**Data records:**

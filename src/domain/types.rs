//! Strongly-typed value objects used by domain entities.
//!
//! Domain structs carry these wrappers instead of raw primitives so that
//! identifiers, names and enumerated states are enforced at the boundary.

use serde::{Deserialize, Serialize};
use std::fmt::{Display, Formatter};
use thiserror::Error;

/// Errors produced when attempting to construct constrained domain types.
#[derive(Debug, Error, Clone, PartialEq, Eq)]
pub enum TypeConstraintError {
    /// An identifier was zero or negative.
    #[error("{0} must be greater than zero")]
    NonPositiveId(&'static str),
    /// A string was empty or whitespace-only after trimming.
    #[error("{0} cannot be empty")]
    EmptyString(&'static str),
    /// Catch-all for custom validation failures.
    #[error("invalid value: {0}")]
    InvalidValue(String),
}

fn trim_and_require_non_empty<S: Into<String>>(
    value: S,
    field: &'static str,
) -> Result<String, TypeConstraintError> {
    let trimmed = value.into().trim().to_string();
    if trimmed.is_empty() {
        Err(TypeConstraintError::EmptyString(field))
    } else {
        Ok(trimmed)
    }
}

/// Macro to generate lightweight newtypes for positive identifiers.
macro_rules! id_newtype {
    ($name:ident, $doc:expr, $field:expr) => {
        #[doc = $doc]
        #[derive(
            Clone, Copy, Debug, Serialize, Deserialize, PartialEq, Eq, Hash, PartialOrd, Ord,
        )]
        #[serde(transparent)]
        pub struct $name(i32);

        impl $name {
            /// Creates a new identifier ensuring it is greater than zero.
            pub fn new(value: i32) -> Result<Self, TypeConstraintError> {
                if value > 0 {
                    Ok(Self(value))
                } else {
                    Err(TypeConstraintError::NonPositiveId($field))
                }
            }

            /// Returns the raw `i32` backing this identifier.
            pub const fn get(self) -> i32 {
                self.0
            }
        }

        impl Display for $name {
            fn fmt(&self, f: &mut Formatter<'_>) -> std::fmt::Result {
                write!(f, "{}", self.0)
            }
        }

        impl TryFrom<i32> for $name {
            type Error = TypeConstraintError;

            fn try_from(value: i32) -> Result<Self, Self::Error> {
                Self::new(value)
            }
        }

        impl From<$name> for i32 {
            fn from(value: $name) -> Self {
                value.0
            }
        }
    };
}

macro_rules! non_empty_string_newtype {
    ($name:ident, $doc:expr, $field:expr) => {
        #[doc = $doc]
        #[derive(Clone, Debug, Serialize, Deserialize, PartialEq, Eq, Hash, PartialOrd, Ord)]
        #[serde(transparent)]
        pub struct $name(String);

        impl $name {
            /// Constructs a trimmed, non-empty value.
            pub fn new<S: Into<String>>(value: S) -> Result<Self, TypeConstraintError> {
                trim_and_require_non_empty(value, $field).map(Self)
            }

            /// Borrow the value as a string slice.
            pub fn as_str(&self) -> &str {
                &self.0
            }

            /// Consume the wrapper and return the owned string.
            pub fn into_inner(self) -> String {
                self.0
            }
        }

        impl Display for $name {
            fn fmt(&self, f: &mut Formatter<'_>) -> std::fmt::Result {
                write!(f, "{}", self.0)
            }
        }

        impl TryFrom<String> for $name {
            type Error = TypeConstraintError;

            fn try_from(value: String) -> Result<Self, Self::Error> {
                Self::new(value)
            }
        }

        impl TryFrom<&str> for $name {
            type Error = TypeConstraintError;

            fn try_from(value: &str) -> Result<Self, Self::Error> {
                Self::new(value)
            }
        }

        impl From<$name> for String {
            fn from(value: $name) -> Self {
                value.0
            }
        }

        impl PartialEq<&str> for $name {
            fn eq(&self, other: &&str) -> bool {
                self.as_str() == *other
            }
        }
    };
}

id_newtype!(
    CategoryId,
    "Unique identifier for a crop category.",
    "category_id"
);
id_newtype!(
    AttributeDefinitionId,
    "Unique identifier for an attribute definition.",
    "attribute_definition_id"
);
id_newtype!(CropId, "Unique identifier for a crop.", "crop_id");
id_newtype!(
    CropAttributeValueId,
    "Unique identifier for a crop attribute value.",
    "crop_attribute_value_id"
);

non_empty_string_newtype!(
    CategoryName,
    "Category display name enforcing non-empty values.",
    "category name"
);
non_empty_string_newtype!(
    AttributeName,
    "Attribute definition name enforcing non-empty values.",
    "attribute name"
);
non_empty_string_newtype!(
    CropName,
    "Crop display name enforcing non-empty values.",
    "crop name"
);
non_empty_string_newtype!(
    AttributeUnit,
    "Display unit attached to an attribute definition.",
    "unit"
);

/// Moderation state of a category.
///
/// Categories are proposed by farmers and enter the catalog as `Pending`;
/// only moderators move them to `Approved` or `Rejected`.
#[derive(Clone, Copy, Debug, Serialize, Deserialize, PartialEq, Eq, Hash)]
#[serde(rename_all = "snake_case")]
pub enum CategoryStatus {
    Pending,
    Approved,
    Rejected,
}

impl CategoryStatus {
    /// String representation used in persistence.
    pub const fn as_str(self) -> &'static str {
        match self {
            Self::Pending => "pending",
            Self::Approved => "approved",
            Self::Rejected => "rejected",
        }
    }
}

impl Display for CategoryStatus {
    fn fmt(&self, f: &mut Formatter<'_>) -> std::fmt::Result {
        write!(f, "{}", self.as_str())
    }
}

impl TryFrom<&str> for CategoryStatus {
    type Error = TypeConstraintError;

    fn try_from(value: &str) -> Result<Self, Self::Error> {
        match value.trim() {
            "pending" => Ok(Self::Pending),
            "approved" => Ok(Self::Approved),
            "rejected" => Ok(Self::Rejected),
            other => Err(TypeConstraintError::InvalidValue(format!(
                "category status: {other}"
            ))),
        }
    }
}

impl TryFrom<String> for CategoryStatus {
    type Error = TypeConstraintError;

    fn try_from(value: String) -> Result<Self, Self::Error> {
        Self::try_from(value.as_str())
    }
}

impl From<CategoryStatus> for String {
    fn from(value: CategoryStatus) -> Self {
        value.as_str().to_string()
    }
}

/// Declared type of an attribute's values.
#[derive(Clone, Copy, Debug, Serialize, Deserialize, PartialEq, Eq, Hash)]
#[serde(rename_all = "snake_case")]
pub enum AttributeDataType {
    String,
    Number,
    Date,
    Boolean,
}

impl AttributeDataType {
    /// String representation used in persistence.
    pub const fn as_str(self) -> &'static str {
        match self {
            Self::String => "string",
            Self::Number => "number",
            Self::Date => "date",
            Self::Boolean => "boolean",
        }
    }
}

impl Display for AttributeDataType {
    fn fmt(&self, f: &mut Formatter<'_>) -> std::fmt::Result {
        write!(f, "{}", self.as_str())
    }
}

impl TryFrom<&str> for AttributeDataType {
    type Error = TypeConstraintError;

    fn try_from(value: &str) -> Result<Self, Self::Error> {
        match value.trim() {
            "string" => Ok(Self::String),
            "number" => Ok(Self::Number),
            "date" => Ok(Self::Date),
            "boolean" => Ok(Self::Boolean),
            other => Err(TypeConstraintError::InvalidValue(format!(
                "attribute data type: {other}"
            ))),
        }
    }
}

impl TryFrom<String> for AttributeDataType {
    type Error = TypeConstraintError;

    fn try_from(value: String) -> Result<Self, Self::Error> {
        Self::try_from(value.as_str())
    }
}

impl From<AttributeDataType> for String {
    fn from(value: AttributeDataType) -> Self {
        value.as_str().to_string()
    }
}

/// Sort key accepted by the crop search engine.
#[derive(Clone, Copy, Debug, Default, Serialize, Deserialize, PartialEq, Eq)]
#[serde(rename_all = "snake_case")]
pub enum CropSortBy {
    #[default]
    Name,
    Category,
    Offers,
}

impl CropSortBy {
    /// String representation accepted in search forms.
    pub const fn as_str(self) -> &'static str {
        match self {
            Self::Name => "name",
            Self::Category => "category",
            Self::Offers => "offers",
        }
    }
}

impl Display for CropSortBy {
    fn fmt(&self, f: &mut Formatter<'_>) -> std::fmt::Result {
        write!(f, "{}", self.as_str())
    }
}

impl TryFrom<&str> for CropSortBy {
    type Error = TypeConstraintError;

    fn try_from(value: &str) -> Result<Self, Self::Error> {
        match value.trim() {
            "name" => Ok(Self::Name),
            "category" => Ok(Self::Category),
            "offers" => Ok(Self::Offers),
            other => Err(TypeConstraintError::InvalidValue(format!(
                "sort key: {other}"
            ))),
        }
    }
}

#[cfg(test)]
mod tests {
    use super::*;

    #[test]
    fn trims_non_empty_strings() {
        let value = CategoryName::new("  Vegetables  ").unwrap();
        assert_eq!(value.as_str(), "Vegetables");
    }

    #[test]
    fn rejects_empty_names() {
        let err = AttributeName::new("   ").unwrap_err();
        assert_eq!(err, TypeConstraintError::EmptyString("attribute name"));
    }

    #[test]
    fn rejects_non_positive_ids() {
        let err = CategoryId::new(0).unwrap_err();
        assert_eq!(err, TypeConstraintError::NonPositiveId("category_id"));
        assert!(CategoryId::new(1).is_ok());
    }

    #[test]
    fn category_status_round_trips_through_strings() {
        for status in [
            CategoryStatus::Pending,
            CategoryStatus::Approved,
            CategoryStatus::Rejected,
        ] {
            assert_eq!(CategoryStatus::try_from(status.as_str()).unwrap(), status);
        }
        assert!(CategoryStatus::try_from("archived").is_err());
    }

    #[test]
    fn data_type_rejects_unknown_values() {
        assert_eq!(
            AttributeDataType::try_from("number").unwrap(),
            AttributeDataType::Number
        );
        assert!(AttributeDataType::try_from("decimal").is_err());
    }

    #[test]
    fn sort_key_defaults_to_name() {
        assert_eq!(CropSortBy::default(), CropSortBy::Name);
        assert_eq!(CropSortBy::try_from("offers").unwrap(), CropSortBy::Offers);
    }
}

---

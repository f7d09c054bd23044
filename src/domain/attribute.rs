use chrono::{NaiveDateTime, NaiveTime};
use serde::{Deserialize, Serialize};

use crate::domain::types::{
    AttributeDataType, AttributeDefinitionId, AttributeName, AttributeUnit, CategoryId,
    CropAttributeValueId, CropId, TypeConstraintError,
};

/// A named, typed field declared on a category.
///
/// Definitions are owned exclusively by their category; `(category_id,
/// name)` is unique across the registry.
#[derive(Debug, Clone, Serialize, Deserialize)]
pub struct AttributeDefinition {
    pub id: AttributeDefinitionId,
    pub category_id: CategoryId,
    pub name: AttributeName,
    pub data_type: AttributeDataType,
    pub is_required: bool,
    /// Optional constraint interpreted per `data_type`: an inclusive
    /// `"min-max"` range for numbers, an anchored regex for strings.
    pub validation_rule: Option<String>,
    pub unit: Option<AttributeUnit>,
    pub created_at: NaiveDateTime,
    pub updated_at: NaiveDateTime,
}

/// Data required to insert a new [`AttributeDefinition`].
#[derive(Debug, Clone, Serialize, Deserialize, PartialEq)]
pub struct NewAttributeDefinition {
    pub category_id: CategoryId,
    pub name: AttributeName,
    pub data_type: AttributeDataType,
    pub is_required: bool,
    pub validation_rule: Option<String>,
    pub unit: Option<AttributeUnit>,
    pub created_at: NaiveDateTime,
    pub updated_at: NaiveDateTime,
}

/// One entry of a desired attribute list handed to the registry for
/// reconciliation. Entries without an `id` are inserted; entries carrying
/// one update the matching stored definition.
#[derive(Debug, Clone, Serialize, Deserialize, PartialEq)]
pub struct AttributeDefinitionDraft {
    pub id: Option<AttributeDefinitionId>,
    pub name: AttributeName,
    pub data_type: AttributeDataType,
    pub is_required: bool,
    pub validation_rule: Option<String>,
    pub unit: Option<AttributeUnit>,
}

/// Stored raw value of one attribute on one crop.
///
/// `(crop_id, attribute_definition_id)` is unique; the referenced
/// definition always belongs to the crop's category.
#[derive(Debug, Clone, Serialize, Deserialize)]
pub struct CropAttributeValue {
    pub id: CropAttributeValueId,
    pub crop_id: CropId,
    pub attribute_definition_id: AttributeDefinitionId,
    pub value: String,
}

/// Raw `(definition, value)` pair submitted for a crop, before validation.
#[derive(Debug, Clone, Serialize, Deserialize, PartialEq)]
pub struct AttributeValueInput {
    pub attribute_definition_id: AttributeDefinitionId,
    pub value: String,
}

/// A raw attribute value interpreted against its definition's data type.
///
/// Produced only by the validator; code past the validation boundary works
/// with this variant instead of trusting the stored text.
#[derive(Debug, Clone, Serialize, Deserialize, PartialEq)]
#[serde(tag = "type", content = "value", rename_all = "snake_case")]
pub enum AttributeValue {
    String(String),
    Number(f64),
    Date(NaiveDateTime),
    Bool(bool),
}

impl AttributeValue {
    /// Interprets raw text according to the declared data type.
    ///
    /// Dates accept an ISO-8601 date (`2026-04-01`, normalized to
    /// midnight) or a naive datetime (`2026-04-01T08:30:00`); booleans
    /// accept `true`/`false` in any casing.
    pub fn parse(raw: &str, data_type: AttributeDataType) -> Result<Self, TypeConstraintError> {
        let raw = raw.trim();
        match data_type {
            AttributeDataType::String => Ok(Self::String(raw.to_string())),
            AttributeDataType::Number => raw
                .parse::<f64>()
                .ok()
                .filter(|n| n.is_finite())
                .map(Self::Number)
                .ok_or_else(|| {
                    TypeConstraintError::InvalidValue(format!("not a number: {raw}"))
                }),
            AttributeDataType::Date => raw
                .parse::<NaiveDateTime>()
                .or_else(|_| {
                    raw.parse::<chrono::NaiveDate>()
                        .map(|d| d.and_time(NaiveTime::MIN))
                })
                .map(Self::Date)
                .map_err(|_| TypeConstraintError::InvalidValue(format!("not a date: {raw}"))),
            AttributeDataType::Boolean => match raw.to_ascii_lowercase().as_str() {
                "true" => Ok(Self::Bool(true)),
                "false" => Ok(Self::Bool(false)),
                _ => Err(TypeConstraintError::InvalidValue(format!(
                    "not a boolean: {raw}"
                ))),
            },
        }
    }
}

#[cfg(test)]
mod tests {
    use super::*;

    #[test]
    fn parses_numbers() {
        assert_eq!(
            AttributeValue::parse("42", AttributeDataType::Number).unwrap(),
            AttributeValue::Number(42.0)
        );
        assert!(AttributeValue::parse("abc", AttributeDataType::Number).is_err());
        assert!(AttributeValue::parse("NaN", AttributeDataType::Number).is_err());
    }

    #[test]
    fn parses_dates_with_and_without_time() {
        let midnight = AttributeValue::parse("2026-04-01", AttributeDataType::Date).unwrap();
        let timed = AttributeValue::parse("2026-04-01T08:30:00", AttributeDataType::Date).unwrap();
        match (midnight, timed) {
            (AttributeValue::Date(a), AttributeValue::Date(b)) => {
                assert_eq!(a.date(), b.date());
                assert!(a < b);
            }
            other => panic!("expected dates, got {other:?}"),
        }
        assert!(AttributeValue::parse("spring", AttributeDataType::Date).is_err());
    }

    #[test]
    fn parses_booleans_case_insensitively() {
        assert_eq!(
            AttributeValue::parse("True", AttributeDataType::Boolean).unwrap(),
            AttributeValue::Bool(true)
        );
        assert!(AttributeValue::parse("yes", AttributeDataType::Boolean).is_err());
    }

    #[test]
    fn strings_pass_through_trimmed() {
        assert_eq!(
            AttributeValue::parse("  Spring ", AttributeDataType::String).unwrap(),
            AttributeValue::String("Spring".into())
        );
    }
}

--

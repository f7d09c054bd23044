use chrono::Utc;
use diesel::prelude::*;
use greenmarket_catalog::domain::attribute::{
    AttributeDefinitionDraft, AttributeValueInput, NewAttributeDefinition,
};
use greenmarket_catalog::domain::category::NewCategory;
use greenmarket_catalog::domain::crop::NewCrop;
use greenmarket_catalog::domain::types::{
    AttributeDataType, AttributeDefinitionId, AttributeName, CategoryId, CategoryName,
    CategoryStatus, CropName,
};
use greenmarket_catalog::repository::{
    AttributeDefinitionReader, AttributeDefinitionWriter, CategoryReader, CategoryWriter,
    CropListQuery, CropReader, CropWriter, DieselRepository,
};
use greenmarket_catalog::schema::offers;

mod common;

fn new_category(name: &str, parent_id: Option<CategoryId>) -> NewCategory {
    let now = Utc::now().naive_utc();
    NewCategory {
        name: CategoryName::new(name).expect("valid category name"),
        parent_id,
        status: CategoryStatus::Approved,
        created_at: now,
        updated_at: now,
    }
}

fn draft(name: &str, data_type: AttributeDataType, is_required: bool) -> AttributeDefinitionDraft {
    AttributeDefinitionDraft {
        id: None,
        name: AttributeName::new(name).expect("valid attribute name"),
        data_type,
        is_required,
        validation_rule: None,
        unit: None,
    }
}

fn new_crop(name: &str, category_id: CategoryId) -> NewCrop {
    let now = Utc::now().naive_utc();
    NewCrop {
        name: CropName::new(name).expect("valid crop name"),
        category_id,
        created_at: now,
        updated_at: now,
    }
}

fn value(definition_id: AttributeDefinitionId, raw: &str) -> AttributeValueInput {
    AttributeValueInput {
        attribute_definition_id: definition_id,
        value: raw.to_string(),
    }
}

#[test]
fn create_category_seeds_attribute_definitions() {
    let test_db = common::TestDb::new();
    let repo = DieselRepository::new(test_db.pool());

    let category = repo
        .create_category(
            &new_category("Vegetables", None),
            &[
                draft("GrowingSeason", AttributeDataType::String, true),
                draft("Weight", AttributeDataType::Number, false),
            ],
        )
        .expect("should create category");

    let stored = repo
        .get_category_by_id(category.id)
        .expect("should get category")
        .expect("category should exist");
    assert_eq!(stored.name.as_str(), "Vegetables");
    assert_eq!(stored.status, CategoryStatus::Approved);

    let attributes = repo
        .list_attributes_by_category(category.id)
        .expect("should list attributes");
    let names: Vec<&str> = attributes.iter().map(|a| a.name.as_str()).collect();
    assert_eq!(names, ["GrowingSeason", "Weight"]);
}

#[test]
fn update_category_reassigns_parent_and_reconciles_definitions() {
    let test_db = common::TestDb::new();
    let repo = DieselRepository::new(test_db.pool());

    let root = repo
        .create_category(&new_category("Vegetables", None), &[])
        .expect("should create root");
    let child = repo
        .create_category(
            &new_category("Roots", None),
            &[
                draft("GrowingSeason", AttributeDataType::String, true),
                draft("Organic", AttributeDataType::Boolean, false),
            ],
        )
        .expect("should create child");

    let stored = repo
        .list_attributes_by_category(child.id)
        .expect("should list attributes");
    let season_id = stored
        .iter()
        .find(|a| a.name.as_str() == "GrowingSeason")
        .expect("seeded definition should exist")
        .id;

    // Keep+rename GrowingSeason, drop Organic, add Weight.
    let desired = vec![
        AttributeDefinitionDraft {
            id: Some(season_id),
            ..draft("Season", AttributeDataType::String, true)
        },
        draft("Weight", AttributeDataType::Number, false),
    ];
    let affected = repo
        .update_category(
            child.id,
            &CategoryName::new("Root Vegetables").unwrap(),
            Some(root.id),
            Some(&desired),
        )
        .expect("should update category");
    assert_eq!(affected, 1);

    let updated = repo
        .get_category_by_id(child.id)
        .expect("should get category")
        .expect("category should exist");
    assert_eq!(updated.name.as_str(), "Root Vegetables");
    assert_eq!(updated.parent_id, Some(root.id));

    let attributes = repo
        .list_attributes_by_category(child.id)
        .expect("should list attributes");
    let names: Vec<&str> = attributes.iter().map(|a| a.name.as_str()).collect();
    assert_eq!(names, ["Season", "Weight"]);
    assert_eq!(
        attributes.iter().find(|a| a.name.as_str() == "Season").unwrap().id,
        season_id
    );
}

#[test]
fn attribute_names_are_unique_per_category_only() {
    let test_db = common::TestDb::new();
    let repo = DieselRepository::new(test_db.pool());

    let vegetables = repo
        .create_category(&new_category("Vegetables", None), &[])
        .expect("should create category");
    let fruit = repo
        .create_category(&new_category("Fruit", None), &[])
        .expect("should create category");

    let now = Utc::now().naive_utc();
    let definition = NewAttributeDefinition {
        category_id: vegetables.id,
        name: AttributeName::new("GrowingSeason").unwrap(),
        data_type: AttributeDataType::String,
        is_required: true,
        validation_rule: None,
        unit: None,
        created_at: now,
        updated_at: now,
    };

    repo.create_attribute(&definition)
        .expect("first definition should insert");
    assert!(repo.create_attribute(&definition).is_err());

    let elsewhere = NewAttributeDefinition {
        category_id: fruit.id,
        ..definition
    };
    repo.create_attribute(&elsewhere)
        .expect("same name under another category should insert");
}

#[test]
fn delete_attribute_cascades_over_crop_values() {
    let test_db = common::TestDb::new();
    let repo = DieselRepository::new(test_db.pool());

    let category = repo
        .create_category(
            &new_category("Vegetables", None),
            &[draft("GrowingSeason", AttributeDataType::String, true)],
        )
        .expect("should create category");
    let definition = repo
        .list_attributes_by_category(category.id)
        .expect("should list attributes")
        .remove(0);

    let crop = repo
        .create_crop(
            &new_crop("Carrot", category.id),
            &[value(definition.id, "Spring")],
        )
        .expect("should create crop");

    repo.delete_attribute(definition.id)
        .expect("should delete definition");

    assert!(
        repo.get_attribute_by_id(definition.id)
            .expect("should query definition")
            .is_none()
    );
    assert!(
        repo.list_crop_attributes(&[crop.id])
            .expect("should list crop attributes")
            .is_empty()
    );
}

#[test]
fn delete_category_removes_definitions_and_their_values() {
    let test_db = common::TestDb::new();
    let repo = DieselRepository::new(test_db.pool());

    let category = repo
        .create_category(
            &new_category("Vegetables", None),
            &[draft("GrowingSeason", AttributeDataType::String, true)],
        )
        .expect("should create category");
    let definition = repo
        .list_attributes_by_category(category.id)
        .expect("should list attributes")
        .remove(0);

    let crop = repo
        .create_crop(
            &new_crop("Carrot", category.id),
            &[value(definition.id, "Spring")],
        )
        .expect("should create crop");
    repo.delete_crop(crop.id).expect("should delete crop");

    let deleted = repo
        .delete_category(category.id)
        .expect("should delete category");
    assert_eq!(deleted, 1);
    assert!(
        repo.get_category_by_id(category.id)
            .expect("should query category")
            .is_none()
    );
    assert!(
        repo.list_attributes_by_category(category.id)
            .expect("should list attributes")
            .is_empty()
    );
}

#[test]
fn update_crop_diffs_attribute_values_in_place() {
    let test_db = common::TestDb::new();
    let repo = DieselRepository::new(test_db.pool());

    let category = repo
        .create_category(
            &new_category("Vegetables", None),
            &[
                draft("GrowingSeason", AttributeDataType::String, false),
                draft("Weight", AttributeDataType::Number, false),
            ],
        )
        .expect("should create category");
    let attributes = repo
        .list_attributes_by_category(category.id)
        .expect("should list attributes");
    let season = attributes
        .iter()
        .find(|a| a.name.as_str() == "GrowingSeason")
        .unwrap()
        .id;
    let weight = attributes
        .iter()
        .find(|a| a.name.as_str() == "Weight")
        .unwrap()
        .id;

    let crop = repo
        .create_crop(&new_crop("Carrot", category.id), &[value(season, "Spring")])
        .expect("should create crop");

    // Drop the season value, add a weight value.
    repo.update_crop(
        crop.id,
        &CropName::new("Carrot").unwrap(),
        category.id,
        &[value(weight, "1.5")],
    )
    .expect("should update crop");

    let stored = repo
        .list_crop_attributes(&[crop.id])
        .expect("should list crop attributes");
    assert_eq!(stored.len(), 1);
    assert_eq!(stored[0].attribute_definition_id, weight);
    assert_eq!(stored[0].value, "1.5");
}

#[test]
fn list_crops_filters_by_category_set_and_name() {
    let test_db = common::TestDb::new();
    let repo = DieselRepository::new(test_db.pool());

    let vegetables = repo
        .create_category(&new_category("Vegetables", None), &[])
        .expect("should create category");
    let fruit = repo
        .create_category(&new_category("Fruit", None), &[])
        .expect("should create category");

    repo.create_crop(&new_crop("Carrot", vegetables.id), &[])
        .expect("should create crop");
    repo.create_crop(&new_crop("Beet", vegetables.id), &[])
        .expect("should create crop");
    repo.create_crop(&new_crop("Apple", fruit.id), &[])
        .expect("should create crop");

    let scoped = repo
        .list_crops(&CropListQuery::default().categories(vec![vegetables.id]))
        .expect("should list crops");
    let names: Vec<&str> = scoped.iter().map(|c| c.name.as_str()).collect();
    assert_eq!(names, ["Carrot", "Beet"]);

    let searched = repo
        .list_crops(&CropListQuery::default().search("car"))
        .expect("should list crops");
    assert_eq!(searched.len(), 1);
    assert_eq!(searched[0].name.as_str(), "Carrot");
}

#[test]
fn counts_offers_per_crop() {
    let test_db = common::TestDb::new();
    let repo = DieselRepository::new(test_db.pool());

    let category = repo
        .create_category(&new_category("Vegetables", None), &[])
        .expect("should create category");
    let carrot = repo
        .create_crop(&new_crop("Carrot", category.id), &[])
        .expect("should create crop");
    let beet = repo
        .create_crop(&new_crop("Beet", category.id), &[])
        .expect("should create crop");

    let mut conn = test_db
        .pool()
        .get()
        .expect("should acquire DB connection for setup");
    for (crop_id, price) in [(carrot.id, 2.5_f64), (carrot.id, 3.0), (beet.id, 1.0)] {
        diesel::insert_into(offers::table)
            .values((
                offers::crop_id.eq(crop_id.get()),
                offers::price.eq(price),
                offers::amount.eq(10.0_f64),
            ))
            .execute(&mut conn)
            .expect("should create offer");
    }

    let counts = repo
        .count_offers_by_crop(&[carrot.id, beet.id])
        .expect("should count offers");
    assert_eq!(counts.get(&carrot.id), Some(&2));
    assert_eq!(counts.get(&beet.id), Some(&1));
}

**Work task:** If a line in the records above has the word "CategoryId", copy it.

**Answer box:**
    CategoryId,
        let err = CategoryId::new(0).unwrap_err();
        assert!(CategoryId::new(1).is_ok());
    AttributeDataType, AttributeDefinitionId, AttributeName, AttributeUnit, CategoryId,
    pub category_id: CategoryId,
    pub category_id: CategoryId,
    AttributeDataType, AttributeDefinitionId, AttributeName, CategoryId, CategoryName,
fn new_category(name: &str, parent_id: Option<CategoryId>) -> NewCategory {
fn new_crop(name: &str, category_id: CategoryId) -> NewCrop {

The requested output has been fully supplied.